The lines below that include "raised" are to be found and copied.

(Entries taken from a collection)
◆ ◆ ◆ ◆ ◆

//! Error types returned by the simulation core.

use std::fmt;

/// An error raised by the scheduler, the event queue, or a simulation
/// object's send/receive surface.
///
/// Every variant corresponds to one of the failure modes enumerated in the
/// core's error handling design: state-machine violations, scheduling
/// violations, and message-type surface violations. None of these are
/// recovered internally — they are always surfaced to the caller of the
/// offending operation, or, if raised from within a handler, they abort the
/// enclosing [`simulate`](crate::engine::SimulationEngine::simulate) call.
#[derive(Debug, Clone, PartialEq, Eq)]
pub enum EngineError {
    /// A dynamically-typed [`Record`](crate::message::Record) message was
    /// constructed with a different number of values than its declared
    /// field list.
    ArgumentCountMismatch {
        /// Name of the message type being constructed.
        type_name: String,
        /// Number of fields declared for this message type.
        expected: usize,
        /// Number of values actually supplied.
        got: usize,
    },
    /// `add_object` was called with a name already registered in this
    /// engine.
    DuplicateObjectName(String),
    /// `get_object`/`delete_object` named an object that is not registered,
    /// or `send_event` was called from an object that is not attached to an
    /// engine.
    UnregisteredObject(String),
    /// `initialize` was called on an engine that is past the `Configured`
    /// state, or `add_object`/`delete_object`/`set_stop_condition` was
    /// called on an engine that is already `Initialized` or later.
    AlreadyInitialized,
    /// `simulate` was called before `initialize`.
    NotInitialized,
    /// `simulate` was called on an engine with no registered objects.
    NoObjects,
    /// `simulate` was called on an engine whose event queue is empty after
    /// `initialize`.
    NoEvents,
    /// An event was scheduled with a negative `send_time` or
    /// `delivery_time`.
    NegativeTime,
    /// An event was scheduled with `delivery_time < send_time`, or an
    /// object's (or the engine's) simulated time would have to move
    /// backward to dispatch the next event.
    CausalityViolation(String),
    /// `send_event` was called with a message type that the sending
    /// object's declared `messages_sent` surface does not contain.
    UnregisteredMessageType {
        /// Name of the sending object.
        sender: String,
        /// Name of the message type that was not declared as sendable.
        message_type: &'static str,
    },
    /// A batch was dispatched to an object whose handler table has no entry
    /// for one of the batch's message types.
    UnhandledMessageType {
        /// Name of the receiving object.
        receiver: String,
        /// Name of the message type with no registered handler.
        message_type: &'static str,
    },
    /// `delete_object` was called on an object that still has events
    /// pending in the queue. See the `delete_object` open question in
    /// DESIGN.md for why this is rejected rather than silently dropping the
    /// pending events.
    ObjectHasPendingEvents(String),
}

impl fmt::Display for EngineError {
    fn fmt(&self, f: &mut fmt::Formatter<'_>) -> fmt::Result {
        match self {
            Self::ArgumentCountMismatch {
                type_name,
                expected,
                got,
            } => write!(
                f,
                "constructor for message '{type_name}' expects {expected} argument(s), but {got} provided"
            ),
            Self::DuplicateObjectName(name) => {
                write!(f, "cannot add simulation object '{name}', name already in use")
            }
            Self::UnregisteredObject(name) => {
                write!(f, "'{name}' is not a simulation object of this engine")
            }
            Self::AlreadyInitialized => write!(f, "simulation has already been initialized"),
            Self::NotInitialized => write!(f, "simulation has not been initialized"),
            Self::NoObjects => write!(f, "simulation has no objects"),
            Self::NoEvents => write!(f, "simulation has no events"),
            Self::NegativeTime => write!(f, "event scheduled with a negative time"),
            Self::CausalityViolation(detail) => write!(f, "causality violation: {detail}"),
            Self::UnregisteredMessageType {
                sender,
                message_type,
            } => write!(
                f,
                "'{sender}' sent a '{message_type}' message, which is not in its declared messages_sent"
            ),
            Self::UnhandledMessageType {
                receiver,
                message_type,
            } => write!(
                f,
                "'{receiver}' has no handler registered for message type '{message_type}'"
            ),
            Self::ObjectHasPendingEvents(name) => write!(
                f,
                "cannot delete simulation object '{name}', it has events pending in the queue"
            ),
        }
    }
}

impl std::error::Error for EngineError {}

/// Error raised when a handler aborts the enclosing `simulate` call.
///
/// Wraps the underlying [`EngineError`] together with the event that was
/// being dispatched when it was raised, so a caller can tell which batch
/// caused the abort.
#[derive(Debug, Clone, PartialEq, Eq)]
pub struct SimulationError {
    /// The error raised by the engine or by a handler.
    pub source: EngineError,
    /// Name of the object that was being dispatched to when `source` was
    /// raised.
    pub receiver: String,
    /// Simulated time at which `source` was raised.
    pub time: f64,
}

impl fmt::Display for SimulationError {
    fn fmt(&self, f: &mut fmt::Formatter<'_>) -> fmt::Result {
        write!(
            f,
            "simulation ended with error while dispatching '{}' at t={}: {}",
            self.receiver, self.time, self.source
        )
    }
}

impl std::error::Error for SimulationError {
    fn source(&self) -> Option<&(dyn std::error::Error + 'static)> {
        Some(&self.source)
    }
}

◆ ◆ ◆ ◆ ◆

Written answer:
/// An error raised by the scheduler, the event queue, or a simulation
/// offending operation, or, if raised from within a handler, they abort the
/// Error raised when a handler aborts the enclosing `simulate` call.
/// being dispatched when it was raised, so a caller can tell which batch
    /// The error raised by the engine or by a handler.
    /// raised.
    /// Simulated time at which `source` was raised.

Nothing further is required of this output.